Globalisasi mentransformasi bidang perdagangan, keuangan, ketenagakerjaan, teknologi, komunikasi, lingkungan, dan bahkan kehidupan sosial dan kultural bangsa didunia dewasa ini. Proses integrasi yang tak terelakkan ini dapat memberikan manfaat yang berlimpah bagi kehidupan ekonomi, sospol, serta kebudayaan, namun disisi lain jika tidak dikelola dengan baik maka dampak negatif dari globalisasi akan kita rasakan. Dalam laporan World Development Report (World Bank, 1995:3) dilaporkan bahwa globalisasi dapat memicu pertumbuhan ekonomi sehingga dapat mengurangi kesenjangan dan dapat mengurangi kesenjangan dan kemiskinan melalui efek ganda (multiplier effects) perluasan peluang kerja dan peningkatan upah riel. Bagi negara maju karena ketersediaan dukungan berbagi keunggulan, barangkali hipotesis itu dapat menjadi kenyataan. Bagi kebanyakan negara berkembang dengan berbagai macam kondisi keterbelakangan merasa khawatir bahwa integrasi dunia hanya menguntungkan pemilik modal (negara-negara maju) dan akan menimbulkan malapetaka bagi negara-negara berkembang. Masyarakat miskin yang merupakan mayoritas pendududuk negara berkembang mungkin tidak dapat menikmati peluang-peluang yang tercipta dan bahkan terpaksa tersisih dalam pusaran kemiskinan, hal ini berarti globalisasi justeru dapat menghambat pemerintah dalam upaya peningkatan kesejahteraan masyarakatnya.

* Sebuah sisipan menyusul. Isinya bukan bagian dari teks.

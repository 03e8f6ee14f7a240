//! Search a sanitized tree by value instead of by schema.
//!
//! Useful when the location of a field in the game state is unknown but one
//! of its values is, e.g. a unit id seen in an action.

use crate::{Key, Value};

/// Returns every list on the path from `root` to each leaf matching
/// `target`, innermost first.
///
/// A leaf matches when it equals `target`, or when it is text containing the
/// text form of `target`. Integers and floats compare by numeric value, so
/// `7` and `7.0` are equal. Keys are searched before values. A list is
/// reported once per matching child, so it can appear several times.
pub fn find_containers<'a>(root: &'a Value, target: &Value) -> Vec<&'a Value> {
    let needle = needle_text(target);
    let mut found = Vec::new();
    collect(root, target, needle.as_deref(), &mut found);
    found
}

fn collect<'a>(
    node: &'a Value,
    target: &Value,
    needle: Option<&str>,
    found: &mut Vec<&'a Value>,
) -> bool {
    let Value::List(entries) = node else {
        return leaf_matches(node, target, needle);
    };
    let mut matched = false;
    for (key, _) in entries {
        if key_matches(key, target, needle) {
            found.push(node);
            matched = true;
        }
    }
    for (_, child) in entries {
        if collect(child, target, needle, found) {
            found.push(node);
            matched = true;
        }
    }
    matched
}

fn leaf_matches(leaf: &Value, target: &Value, needle: Option<&str>) -> bool {
    if leaf == target || numbers_equal(leaf, target) {
        return true;
    }
    match (leaf, needle) {
        (Value::Text(text), Some(needle)) => text.contains(needle),
        _ => false,
    }
}

fn key_matches(key: &Key, target: &Value, needle: Option<&str>) -> bool {
    match key {
        Key::Int(i) => numbers_equal(&Value::Int(*i), target),
        Key::Text(text) => needle.is_some_and(|needle| text.contains(needle)),
    }
}

fn numbers_equal(a: &Value, b: &Value) -> bool {
    match (a, b) {
        (Value::Int(a), Value::Int(b)) => a == b,
        (Value::Int(i), Value::Float(f)) | (Value::Float(f), Value::Int(i)) => *i as f64 == *f,
        (Value::Float(a), Value::Float(b)) => a == b,
        _ => false,
    }
}

fn needle_text(target: &Value) -> Option<String> {
    match target {
        Value::Text(s) => Some(s.clone()),
        Value::Int(i) => Some(i.to_string()),
        // `1.0`, not `1`, so a float needle does not match inside "x1y".
        Value::Float(f) => Some(format!("{f:?}")),
        Value::Bool(b) => Some(b.to_string()),
        Value::Null | Value::List(_) => None,
    }
}

#[cfg(test)]
mod tests {
    use super::*;

    fn list(entries: Vec<(Key, Value)>) -> Value {
        Value::List(entries)
    }

    #[test]
    fn reports_ancestors_innermost_first() {
        let unit = list(vec![
            (Key::from("units_id"), Value::Int(190)),
            (Key::from("units_x"), Value::Int(4)),
        ]);
        let units = list(vec![(Key::Int(0), unit.clone())]);
        let root = list(vec![(Key::from("units"), units.clone())]);

        let found = find_containers(&root, &Value::Int(190));
        assert_eq!(found, vec![&unit, &units, &root]);
    }

    #[test]
    fn text_matches_by_substring() {
        let root = list(vec![
            (Key::Int(0), Value::from("Infantry")),
            (Key::Int(1), Value::from("Mech")),
        ]);
        assert_eq!(find_containers(&root, &Value::from("fant")).len(), 1);
        // Integer needles match inside text too.
        let root = list(vec![(Key::Int(0), Value::from("unit 190 moved"))]);
        assert_eq!(find_containers(&root, &Value::Int(190)).len(), 1);
    }

    #[test]
    fn keys_are_searched() {
        let root = list(vec![
            (Key::from("players_funds"), Value::Int(1000)),
            (Key::Int(7), Value::Null),
        ]);
        assert_eq!(find_containers(&root, &Value::from("funds")), vec![&root]);
        assert_eq!(find_containers(&root, &Value::Int(7)), vec![&root]);
    }

    #[test]
    fn container_repeats_per_matching_child() {
        let root = list(vec![
            (Key::Int(0), Value::Int(5)),
            (Key::Int(1), Value::Int(5)),
        ]);
        assert_eq!(find_containers(&root, &Value::Int(5)), vec![&root, &root]);
    }

    #[test]
    fn numbers_compare_by_value() {
        let root = list(vec![
            (Key::Int(7), Value::Null),
            (Key::from("funds"), Value::Int(7)),
        ]);
        assert_eq!(find_containers(&root, &Value::Float(7.0)), vec![&root, &root]);
        let root = list(vec![(Key::Int(0), Value::Float(2.0))]);
        assert_eq!(find_containers(&root, &Value::Int(2)), vec![&root]);
        assert!(find_containers(&root, &Value::Float(2.5)).is_empty());
    }

    #[test]
    fn float_needle_text_keeps_its_fraction() {
        let root = list(vec![(Key::Int(0), Value::from("x1y"))]);
        assert!(find_containers(&root, &Value::Float(1.0)).is_empty());
        let root = list(vec![(Key::Int(0), Value::from("ratio 1.0"))]);
        assert_eq!(find_containers(&root, &Value::Float(1.0)), vec![&root]);
    }

    #[test]
    fn no_match_and_bare_leaf() {
        let root = list(vec![(Key::Int(0), Value::Int(1))]);
        assert!(find_containers(&root, &Value::Int(2)).is_empty());
        assert!(find_containers(&Value::Int(2), &Value::Int(2)).is_empty());
    }
}
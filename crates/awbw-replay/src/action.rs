//! Action-stream line parsing.
//!
//! Each line of the action-stream member records one turn:
//!
//! ```text
//! p:<player id>;d:<day>;a:<PHP array of JSON texts>
//! ```
//!
//! The turn number is implicit: it is the line's position in the member.

use serde_json::{Map, Value as JsonValue};
use thiserror::Error;

use crate::php::{PhpDecoder, PhpError};
use crate::sanitize::sanitize;
use crate::{Key, Value};

/// Error for a line that does not follow the `p:..;d:..;a:..` layout.
#[derive(Debug, Error, Clone, PartialEq, Eq)]
pub enum ActionLineError {
    #[error("expected `{token}` at column {column}")]
    MissingToken { token: &'static str, column: usize },
    #[error("invalid {field} at column {column}")]
    InvalidInteger { field: &'static str, column: usize },
    #[error("expected an array of actions, found {found}")]
    NotAnArray { found: &'static str },
    #[error("invalid action array: {0}")]
    Value(#[from] PhpError),
}

/// One JSON action document. Always a JSON object with a string `"action"`
/// member naming the action type.
#[derive(Debug, Clone, PartialEq)]
pub struct ActionRecord(Map<String, JsonValue>);

impl ActionRecord {
    /// Wraps a parsed JSON document, or returns `None` if it is not an object
    /// with a string `"action"` member.
    pub fn from_json(value: JsonValue) -> Option<Self> {
        match value {
            JsonValue::Object(map) if map.get("action").is_some_and(JsonValue::is_string) => {
                Some(Self(map))
            }
            _ => None,
        }
    }

    /// The action type label, e.g. `"Fire"` or `"End"`.
    pub fn kind(&self) -> &str {
        self.0
            .get("action")
            .and_then(JsonValue::as_str)
            .unwrap_or_default()
    }

    pub fn get(&self, key: &str) -> Option<&JsonValue> {
        self.0.get(key)
    }

    pub fn as_map(&self) -> &Map<String, JsonValue> {
        &self.0
    }

    pub fn into_json(self) -> JsonValue {
        JsonValue::Object(self.0)
    }
}

impl From<ActionRecord> for JsonValue {
    fn from(record: ActionRecord) -> Self {
        record.into_json()
    }
}

impl PartialEq<JsonValue> for ActionRecord {
    fn eq(&self, other: &JsonValue) -> bool {
        matches!(other, JsonValue::Object(map) if *map == self.0)
    }
}

/// All actions one player took in one turn.
#[derive(Debug, Clone, PartialEq)]
pub struct RawTurn {
    pub player_id: i64,
    pub day: i64,
    pub actions: Vec<ActionRecord>,
}

/// Parses action-stream lines.
#[derive(Debug, Clone, Default)]
pub struct ActionLineParser {
    pub decoder: PhpDecoder,
}

impl ActionLineParser {
    pub fn new() -> Self {
        Self::default()
    }

    pub fn with_decoder(decoder: PhpDecoder) -> Self {
        Self { decoder }
    }

    /// Parses one line into a [`RawTurn`].
    ///
    /// Array entries that are not JSON action documents are skipped with a
    /// diagnostic; the rest of the turn is kept.
    pub fn parse(&self, line: &str) -> Result<RawTurn, ActionLineError> {
        let mut cursor = LineCursor { rest: line, column: 0 };
        cursor.token("p:")?;
        let player_id = cursor.int("player id")?;
        cursor.token(";d:")?;
        let day = cursor.int("day")?;
        cursor.token(";a:")?;

        let decoded = self.decoder.decode(cursor.rest.as_bytes())?;
        let (value, _) = sanitize(decoded);
        let actions = collect_actions(&value)?;
        Ok(RawTurn {
            player_id,
            day,
            actions,
        })
    }
}

/// Parses one action-stream line with default decoder settings.
pub fn parse_action_line(line: &str) -> Result<RawTurn, ActionLineError> {
    ActionLineParser::new().parse(line)
}

struct LineCursor<'a> {
    rest: &'a str,
    column: usize,
}

impl LineCursor<'_> {
    fn token(&mut self, token: &'static str) -> Result<(), ActionLineError> {
        match self.rest.strip_prefix(token) {
            Some(rest) => {
                self.rest = rest;
                self.column += token.len();
                Ok(())
            }
            None => Err(ActionLineError::MissingToken {
                token,
                column: self.column,
            }),
        }
    }

    fn int(&mut self, field: &'static str) -> Result<i64, ActionLineError> {
        let bytes = self.rest.as_bytes();
        let sign = usize::from(bytes.first() == Some(&b'-'));
        let digits = bytes[sign..].iter().take_while(|b| b.is_ascii_digit()).count();
        let len = sign + digits;
        let parsed = if digits == 0 {
            None
        } else {
            self.rest[..len].parse::<i64>().ok()
        };
        let value = parsed.ok_or(ActionLineError::InvalidInteger {
            field,
            column: self.column,
        })?;
        self.rest = &self.rest[len..];
        self.column += len;
        Ok(value)
    }
}

/// The service nests the JSON texts under key `2` of the outer array; plain
/// arrays of JSON texts are accepted as well.
fn action_entries(value: &Value) -> Result<&[(Key, Value)], ActionLineError> {
    let entries = value.as_list().ok_or(ActionLineError::NotAnArray {
        found: kind_name(value),
    })?;
    match value.get(Key::Int(2)) {
        Some(Value::List(nested)) => Ok(nested.as_slice()),
        _ => Ok(entries),
    }
}

fn collect_actions(value: &Value) -> Result<Vec<ActionRecord>, ActionLineError> {
    let mut actions = Vec::new();
    for (key, entry) in action_entries(value)? {
        let Value::Text(text) = entry else {
            tracing::debug!("Skipping non-text action entry at key {}", key);
            continue;
        };
        if !text.contains("action") {
            tracing::debug!("Skipping invalid action string at key {}", key);
            continue;
        }
        let json = match serde_json::from_str::<JsonValue>(text) {
            Ok(json) => json,
            Err(e) => {
                tracing::warn!("Skipping malformed action JSON at key {}: {}", key, e);
                continue;
            }
        };
        match ActionRecord::from_json(json) {
            Some(record) => actions.push(record),
            None => tracing::debug!("Skipping action without an \"action\" type at key {}", key),
        }
    }
    Ok(actions)
}

fn kind_name(value: &Value) -> &'static str {
    match value {
        Value::Null => "null",
        Value::Bool(_) => "bool",
        Value::Int(_) => "int",
        Value::Float(_) => "float",
        Value::Text(_) => "string",
        Value::List(_) => "array",
    }
}

#[cfg(test)]
mod tests {
    use super::*;
    use crate::php::PhpEncoder;
    use crate::SerializedValue;
    use serde_json::json;

    fn texts(items: &[&str]) -> String {
        let list = SerializedValue::List(
            items
                .iter()
                .enumerate()
                .map(|(i, s)| (Key::Int(i as i64), SerializedValue::Text((*s).into())))
                .collect(),
        );
        String::from_utf8(PhpEncoder::new().encode(&list)).unwrap()
    }

    #[test]
    fn parses_header_and_actions() {
        let line = format!(
            "p:3;d:12;a:{}",
            texts(&[r#"{"action":"Move","unit":7}"#, r#"{"action":"End"}"#])
        );
        let turn = parse_action_line(&line).unwrap();
        assert_eq!(turn.player_id, 3);
        assert_eq!(turn.day, 12);
        assert_eq!(turn.actions.len(), 2);
        assert_eq!(turn.actions[0], json!({"action": "Move", "unit": 7}));
        assert_eq!(turn.actions[1].kind(), "End");
    }

    #[test]
    fn entry_without_action_is_skipped() {
        let line = format!(
            "p:0;d:1;a:{}",
            texts(&[r#"{"unit":3}"#, r#"{"action":"Fire"}"#])
        );
        let turn = parse_action_line(&line).unwrap();
        assert_eq!(turn.actions.len(), 1);
        assert_eq!(turn.actions[0].kind(), "Fire");
    }

    #[test]
    fn non_object_and_broken_json_are_skipped() {
        let line = format!(
            "p:0;d:1;a:{}",
            texts(&[r#""action""#, r#"{"action":"#, r#"{"action":5}"#, r#"{"action":"End"}"#])
        );
        let turn = parse_action_line(&line).unwrap();
        assert_eq!(turn.actions.len(), 1);
    }

    #[test]
    fn nested_action_list_under_key_two() {
        let inner = SerializedValue::List(vec![(
            Key::Int(0),
            SerializedValue::Text(r#"{"action":"Build"}"#.into()),
        )]);
        let outer = SerializedValue::List(vec![
            (Key::Int(0), SerializedValue::Int(3)),
            (Key::Int(1), SerializedValue::Int(12)),
            (Key::Int(2), inner),
        ]);
        let line = format!(
            "p:3;d:12;a:{}",
            String::from_utf8(PhpEncoder::new().encode(&outer)).unwrap()
        );
        let turn = parse_action_line(&line).unwrap();
        assert_eq!(turn.actions.len(), 1);
        assert_eq!(turn.actions[0].kind(), "Build");
    }

    #[test]
    fn empty_array_yields_empty_turn() {
        let turn = parse_action_line("p:-1;d:0;a:a:0:{}").unwrap();
        assert_eq!(turn.player_id, -1);
        assert!(turn.actions.is_empty());
    }

    #[test]
    fn malformed_lines() {
        assert_eq!(
            parse_action_line("x:1;d:1;a:a:0:{}"),
            Err(ActionLineError::MissingToken {
                token: "p:",
                column: 0
            })
        );
        assert_eq!(
            parse_action_line("p:abc;d:1;a:a:0:{}"),
            Err(ActionLineError::InvalidInteger {
                field: "player id",
                column: 2
            })
        );
        assert_eq!(
            parse_action_line("p:1;d:2a:a:0:{}"),
            Err(ActionLineError::MissingToken {
                token: ";a:",
                column: 7
            })
        );
        assert_eq!(
            parse_action_line("p:1;d:2;a:i:5;"),
            Err(ActionLineError::NotAnArray { found: "int" })
        );
        assert!(matches!(
            parse_action_line("p:1;d:2;a:a:1:{"),
            Err(ActionLineError::Value(_))
        ));
    }
}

Adanya globalisasi harus dapat menjadi pendorong dan mempercepat proses adopsi dapat implementasi pembangunan yang optimal dan berkelanjutan. Salah satu strategi yang dapat ditempuh oleh pemerintah Indonesia (baik pusat maupun daerah) dalam meningkatkan kesejahteraan masyarakat melalui suistainable delopment, yaitu mengintegrasikan aspek sosial dan lingkungan dalam setiap kebijakan pembangunan. Dengan potensi yang besar dan beragam, Indonesia mempunyai peluang baik untuk mengurangi tingkat kemiskinan dan peningkatan kesejahteraan masyarakat. Oleh karena itu, Indonesia harus mampu meningkatkan daya saing dengan bangsa lain didunia, dengan memperhatikan, pertama, kemampuan menghasilkan suatu komoditi yang lebih murah dari pesaing tidak cukup menjamin keunggulan daya saing di pasar internasional. Kedua, kemampuan untuk menyediakan produk yang sesuai dengan preferensi konsumen yang berkembang, sangat menentukan keunggulan bersaing di pasar internasional. Ketiga, keunggulan daya saing ditentukan oleh kemampuan mendayagunakan keunggulan komparatif yang dimiliki mulai dari hulu hingga hingga hilir, dalam menghasilkan suatu produk sesuai dengan preferensi konsumen berkembang.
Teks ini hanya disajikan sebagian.